Reflexionando en la soledad de su prisión en Santa Helena, sobre su glorioso espacio en la historia, el emperador, Napoleón Bonaparte, proclamó: “Mi verdadera gloria no está en haber ganado cuarenta batallas; Waterloo eclipsará el recuerdo de tantas victorias. Lo que no será borrado, lo que vivirá eternamente, es mi Código Civil”.
La República Dominicana es la mejor muestra de la certeza del citado presagio del gran corso, tomando en consideración que desde la adopción de su famoso Código Civil, el 17 de abril de 1884, en virtud del decreto No. 2213, dictado por el presidente Ulises Hereaux, ha permanecido casi inalterable.
Actualizar integralmente el Código Civil Napoleónico es apremiante.
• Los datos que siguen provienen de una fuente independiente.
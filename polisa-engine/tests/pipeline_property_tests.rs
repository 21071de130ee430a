use polisa_engine::pipeline::{
    FieldKind, FilterConfig, ListView, Pipeline, PipelineState, SortDirection, SortState,
};
use polisa_test_utils::assertions::assert_page_in_bounds;
use polisa_test_utils::fixtures;
use polisa_test_utils::generators::arb_records;
use polisa_test_utils::{FieldValue, Record, RecordId};
use proptest::prelude::*;
use std::collections::BTreeMap;

fn pipeline() -> Pipeline {
    Pipeline::new(FilterConfig::searching(["policyNo", "insured", "branch"]))
        .with_kind("premium", FieldKind::Number)
        .with_kind("issuedAt", FieldKind::Date)
        .with_kind("branch", FieldKind::Text)
}

/// Mirrors how a `Number` field is read for sorting.
fn numeric(value: &FieldValue) -> Option<f64> {
    match value {
        FieldValue::Text(s) => s.trim().parse::<f64>().ok().filter(|n| !n.is_nan()),
        other => other.as_number(),
    }
}

fn arb_direction() -> impl Strategy<Value = SortDirection> {
    prop_oneof![Just(SortDirection::Asc), Just(SortDirection::Desc)]
}

fn ids(records: &[Record]) -> Vec<RecordId> {
    records.iter().map(|r| r.id.clone()).collect()
}

proptest! {
    #[test]
    fn sorting_is_idempotent(
        records in arb_records(40),
        field in prop::sample::select(vec!["premium", "branch", "issuedAt"]),
        direction in arb_direction(),
    ) {
        let pipeline = pipeline();
        let sort = SortState::new(field, direction);
        let once = pipeline.sort(records, Some(&sort));
        let twice = pipeline.sort(once.clone(), Some(&sort));
        prop_assert_eq!(ids(&once), ids(&twice));
    }

    #[test]
    fn missing_values_sort_last_in_both_directions(
        records in arb_records(40),
        direction in arb_direction(),
    ) {
        let sorted = pipeline().sort(records, Some(&SortState::new("premium", direction)));
        let keys: Vec<Option<f64>> = sorted.iter().map(|r| numeric(r.get("premium"))).collect();
        if let Some(first_missing) = keys.iter().position(Option::is_none) {
            prop_assert!(keys[first_missing..].iter().all(Option::is_none));
        }
        let present: Vec<f64> = keys.into_iter().flatten().collect();
        for pair in present.windows(2) {
            match direction {
                SortDirection::Asc => prop_assert!(pair[0] <= pair[1]),
                SortDirection::Desc => prop_assert!(pair[0] >= pair[1]),
            }
        }
    }

    #[test]
    fn sort_is_stable_for_equal_keys(records in arb_records(40), direction in arb_direction()) {
        let sorted = pipeline().sort(records, Some(&SortState::new("branch", direction)));
        for pair in sorted.windows(2) {
            if pair[0].get("branch") == pair[1].get("branch") {
                prop_assert!(pair[0].id < pair[1].id);
            }
        }
    }

    #[test]
    fn pages_stay_in_bounds_and_cover_the_result(
        records in arb_records(60),
        page in 0usize..12,
        page_size in 0usize..15,
    ) {
        let pipeline = pipeline();
        let mut state = PipelineState::with_page_size(page_size);
        state.set_sort("premium", SortDirection::Desc);
        state.set_page(page);

        let result = pipeline.run(&records, &state);
        assert_page_in_bounds(&result, page_size);
        prop_assert_eq!(result.total_items, records.len());

        let mut collected = Vec::new();
        for n in 1..=result.total_pages {
            state.set_page(n);
            collected.extend(pipeline.run(&records, &state).items);
        }
        let sorted = pipeline.sort(records.clone(), state.sort.as_ref());
        prop_assert_eq!(ids(&collected), ids(&sorted));
    }

    #[test]
    fn exact_filter_keeps_only_matching_rows(
        records in arb_records(40),
        branch in prop::sample::select(vec!["Kadikoy", "Besiktas", "Cankaya", "Konak"]),
    ) {
        let filters = BTreeMap::from([("branch".to_string(), branch.to_string())]);
        let filtered = pipeline().filter(&records, &filters);
        let expected = records
            .iter()
            .filter(|r| r.get("branch").as_text() == Some(branch))
            .count();
        prop_assert_eq!(filtered.len(), expected);
        prop_assert!(filtered.iter().all(|r| r.get("branch").as_text() == Some(branch)));
    }

    #[test]
    fn blank_filters_match_everything(records in arb_records(30), blank in "[ ]{0,3}") {
        let filters = BTreeMap::from([
            ("branch".to_string(), blank.clone()),
            ("search".to_string(), blank),
        ]);
        prop_assert_eq!(pipeline().filter(&records, &filters).len(), records.len());
    }
}

#[test]
fn empty_result_is_page_one_of_one() {
    let mut state = PipelineState::default();
    state.set_page(5);
    let result = pipeline().run(&[], &state);
    assert!(result.items.is_empty());
    assert_eq!(result.current_page, 1);
    assert_eq!(result.total_pages, 1);
    assert_eq!(result.total_items, 0);
}

#[test]
fn search_is_case_insensitive_across_fields() {
    let mut state = PipelineState::default();
    state.set_filter("search", "ŞULE");
    let result = pipeline().run(&fixtures::captured_policies(), &state);
    assert_eq!(ids(&result.items), vec![RecordId::Int(103)]);
}

#[test]
fn date_sort_puts_unparsable_dates_last() {
    let mut state = PipelineState::default();
    state.set_sort("issuedAt", SortDirection::Desc);
    let result = pipeline().run(&fixtures::captured_policies(), &state);
    assert_eq!(
        ids(&result.items),
        vec![RecordId::Int(101), RecordId::Int(102), RecordId::Int(103)]
    );
}

#[test]
fn list_view_mutations_rerun_the_pipeline() {
    let mut view = ListView::new(pipeline(), PipelineState::with_page_size(2));
    let page = view.replace_all(fixtures::captured_policies());
    assert_eq!(page.total_pages, 2);

    let page = view.go_to_page(9);
    assert_eq!(page.current_page, 2);
    assert_eq!(view.state().pagination.page, 2);

    let page = view.remove(&RecordId::Int(103));
    assert_eq!(page.total_items, 2);
    assert_eq!(page.current_page, 1);

    let page = view.upsert(
        Record::new(102)
            .with_field("policyNo", "TR-2024-0002")
            .with_field("branch", "Konak")
            .with_field("premium", 15.0),
    );
    assert_eq!(page.total_items, 2);

    let page = view.set_filter("branch", "Konak");
    assert_eq!(ids(&page.items), vec![RecordId::Int(102)]);
    assert_eq!(view.state().pagination.page, 1);
    assert_eq!(
        view.records().iter().filter(|r| r.id == RecordId::Int(102)).count(),
        1
    );
}

#[test]
fn toggling_sort_flips_direction() {
    let mut view = ListView::new(pipeline(), PipelineState::default());
    view.replace_all(fixtures::captured_policies());

    let asc = view.toggle_sort("premium");
    assert_eq!(
        ids(&asc.items),
        vec![RecordId::Int(102), RecordId::Int(101), RecordId::Int(103)]
    );
    let desc = view.toggle_sort("premium");
    assert_eq!(
        ids(&desc.items),
        vec![RecordId::Int(101), RecordId::Int(102), RecordId::Int(103)]
    );
    assert_eq!(view.state().pagination.page, 1);
}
Sin embargo, pareciera que el legislador tiene temor de modificar el monumental código francés. Es la única explicación de que no haya prosperado cada intentó que se hizo, en el siglo pasado y el presente, para sintonizarlo con los nuevos tiempos.
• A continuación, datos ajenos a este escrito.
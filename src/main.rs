mod app;
mod domain;
mod storage;
mod store;
mod ui;
mod usecase;

use std::fs::OpenOptions;
use std::path::{Path, PathBuf};
use std::sync::Mutex;
use std::time::Duration;

use anyhow::{Context, Result};
use clap::Parser;
use tracing_subscriber::{EnvFilter, fmt, prelude::*};

use app::App;
use domain::task::{Task, TaskId};
use storage::memory::MemoryStorage;
use storage::sqlite::SqliteStorage;
use storage::{KeyValueStorage, STORAGE_KEY};
use store::TaskStore;
use store::persist::TaskPersistence;

/// Same order of magnitude as a browser's per-origin local storage.
const MEMORY_QUOTA: usize = 5 * 1024 * 1024;

#[derive(Parser, Debug)]
#[command(author, version, about = "focusflow: a small persistent task list", long_about = None)]
struct Args {
    /// Tick interval of render loop in milliseconds
    #[arg(long, default_value_t = 120)]
    tick_ms: u64,

    /// Start with demo tasks (in-memory, nothing is saved)
    #[arg(long, default_value_t = false)]
    demo: bool,

    /// Use in-memory storage instead of SQLite
    #[arg(long, default_value_t = false)]
    memory: bool,

    /// Path to SQLite storage file (default: OS data dir)
    #[arg(long, env = "FOCUSFLOW_DB")]
    db_path: Option<PathBuf>,

    /// Write logs to this file; filter with RUST_LOG
    #[arg(long, env = "FOCUSFLOW_LOG_FILE")]
    log_file: Option<PathBuf>,
}

fn main() -> Result<()> {
    let args = Args::parse();
    init_tracing(args.log_file.as_deref())?;

    let storage: Box<dyn KeyValueStorage> = if args.demo {
        Box::new(demo_storage()?)
    } else if args.memory {
        Box::new(MemoryStorage::default().with_quota(MEMORY_QUOTA))
    } else if let Some(path) = args.db_path.as_ref() {
        Box::new(SqliteStorage::open(path)?)
    } else {
        Box::new(SqliteStorage::open_default()?)
    };

    let app = App::new(TaskStore::new(TaskPersistence::new(storage)));
    ui::run(app, Duration::from_millis(args.tick_ms))
}

/// The terminal belongs to the UI, so logs only go to a file, and only when
/// one is configured.
fn init_tracing(log_file: Option<&Path>) -> Result<()> {
    let Some(path) = log_file else {
        return Ok(());
    };
    let file = OpenOptions::new()
        .create(true)
        .append(true)
        .open(path)
        .with_context(|| format!("failed to open log file {}", path.display()))?;

    let filter = std::env::var("RUST_LOG")
        .ok()
        .and_then(|raw| EnvFilter::try_new(raw.trim()).ok())
        .unwrap_or_else(|| EnvFilter::new("info"));

    tracing_subscriber::registry()
        .with(fmt::layer().with_ansi(false).with_writer(Mutex::new(file)))
        .with(filter)
        .init();
    Ok(())
}

fn demo_storage() -> Result<MemoryStorage> {
    let mut done = Task::new(TaskId::generate(), "Water the plants");
    done.completed = true;
    let seed = vec![
        Task::new(TaskId::generate(), "Write documentation"),
        Task::new(TaskId::generate(), "Check PRs waiting for review"),
        done,
    ];
    let raw = serde_json::to_string(&seed).context("failed to encode demo tasks")?;
    Ok(MemoryStorage::default()
        .with_item(STORAGE_KEY, raw)
        .with_quota(MEMORY_QUOTA))
}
En ese sentido, una de las disposiciones que es urgente contemplar en la reforma es la prohibición del matrimonio infantil y las unión temprana. Esta anacrónica aberración, tal y como advierte el Fondo de las Naciones Unidas para la Infancia (UNICEF), viola los derechos de los menores y acaba con los sueños de las niñas, destruye sus expectativas de futuro y las condena junto a sus hijos e hijas a la pobreza.
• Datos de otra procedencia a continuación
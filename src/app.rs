use std::cell::{Ref, RefCell};
use std::rc::Rc;

use crate::domain::task::{Summary, Task, TaskId};
use crate::storage::KeyValueStorage;
use crate::store::TaskStore;
use crate::usecase::hydration::Hydrator;

#[derive(Debug, Clone, Copy, PartialEq, Eq)]
pub enum InputMode {
    Normal,
    Editing,
}

pub struct App<S: KeyValueStorage> {
    store: TaskStore<S>,
    hydrator: Hydrator,
    view: Rc<RefCell<Vec<Task>>>,
    pub selected: usize,
    pub mode: InputMode,
    pub input: String,
    pub status: Option<String>,
}

impl<S: KeyValueStorage> App<S> {
    pub fn new(mut store: TaskStore<S>) -> Self {
        let view = Rc::new(RefCell::new(store.tasks().to_vec()));
        let sink = Rc::clone(&view);
        store.subscribe(move |tasks| *sink.borrow_mut() = tasks.to_vec());
        Self {
            store,
            hydrator: Hydrator::new(),
            view,
            selected: 0,
            mode: InputMode::Normal,
            input: String::new(),
            status: None,
        }
    }

    pub fn hydrate(&mut self) {
        self.hydrator.hydrate(&mut self.store);
    }

    pub fn is_ready(&self) -> bool {
        self.hydrator.is_ready()
    }

    /// Latest snapshot published by the store.
    pub fn tasks(&self) -> Ref<'_, Vec<Task>> {
        self.view.borrow()
    }

    pub fn summary(&self) -> Summary {
        self.store.summary()
    }

    pub fn select_next(&mut self) {
        let len = self.tasks().len();
        if len > 0 {
            self.selected = (self.selected + 1).min(len - 1);
        }
    }

    pub fn select_previous(&mut self) {
        if self.selected > 0 {
            self.selected -= 1;
        }
    }

    fn selected_id(&self) -> Option<TaskId> {
        self.tasks().get(self.selected).map(|t| t.id.clone())
    }

    pub fn start_editing(&mut self) {
        if !self.is_ready() {
            return;
        }
        self.mode = InputMode::Editing;
        self.input.clear();
        self.set_status("Type new task and press Enter");
    }

    pub fn cancel_editing(&mut self) {
        self.mode = InputMode::Normal;
        self.input.clear();
        self.set_status("Canceled");
    }

    pub fn add_task(&mut self) {
        if !self.is_ready() {
            return;
        }
        if self.store.add_task(&self.input).is_none() {
            self.set_status("Cannot add an empty task");
            return;
        }
        self.input.clear();
        self.mode = InputMode::Normal;
        self.selected = 0;
        self.after_write("Added");
    }

    pub fn toggle_selected(&mut self) {
        if !self.is_ready() {
            return;
        }
        if let Some(id) = self.selected_id()
            && self.store.toggle_task(&id)
        {
            self.after_write("Toggled completion");
        }
    }

    pub fn delete_selected(&mut self) {
        if !self.is_ready() {
            return;
        }
        if let Some(id) = self.selected_id()
            && self.store.delete_task(&id)
        {
            if self.selected > 0 {
                self.selected -= 1;
            }
            self.clamp_selection();
            self.after_write("Deleted");
        }
    }

    pub fn clear_all(&mut self) {
        if !self.is_ready() {
            return;
        }
        self.store.clear_all();
        self.selected = 0;
        self.after_write("Cleared workspace");
    }

    pub fn set_status(&mut self, msg: &str) {
        self.status = Some(msg.to_string());
    }

    fn clamp_selection(&mut self) {
        let len = self.tasks().len();
        if self.selected >= len && len > 0 {
            self.selected = len - 1;
        }
    }

    fn after_write(&mut self, done: &str) {
        let msg = match self.store.last_persist_error() {
            Some(err) => format!("{done}, but could not save: {err}"),
            None => done.to_string(),
        };
        self.set_status(&msg);
    }
}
Los actuales legisladores, que acaban de iniciar el presente período constitucional, tienen el reto de cerrar la puerta legal de la impunidad de quienes abusan de las menores y utilizan el matrimonio, con consentimiento de los padres, para escaparse de las condenas penales.
Se trata de un tema alarmante, tal y como lo comprueba el hecho de que nuestro país ocupa el primer lugar en América Latina y El Caribe en el renglón de matrimonios infantiles o uniones tempranas, con un porcentaje de un treinta y seis por ciento.
Estas cifras, solo comparables con las de la Africa subsahariana, Asia meridional, el Níger, y Bangladesh, se deben a que la Ley 659, sobre Actos del Estado Civil, modificada por la Ley 4999 del año 1958, permite que los menores puedan contraer matrimonio, con la única condición de tener el consentimiento de sus padres o, si ha fallecido uno de los dos, del padre superviviente. En caso de haber muerto los padres o estar impedidos de manifestar su voluntad, el consentimiento corresponde a los abuelos, los cuales de no existir son suplidos por el consejo de familia.
Estos matrimonios, que casi siempre son consentidos por los padres por razones económicas o de embarazos, conllevan el riesgo del abuso sexual y la explotación de las niñas, la separación de la familia y los amigos, la falta de libertad para relacionarse con las personas de la misma edad, la dificultad para la educación, ser sometidas a trabajos forzados, esclavitud, prostitución y violencia, quedar embarazadas y poner en riesgo sus vidas.
Es tiempo de que los legisladores nos saquen de la lista de los escasos países que permiten esta vergonzosa práctica.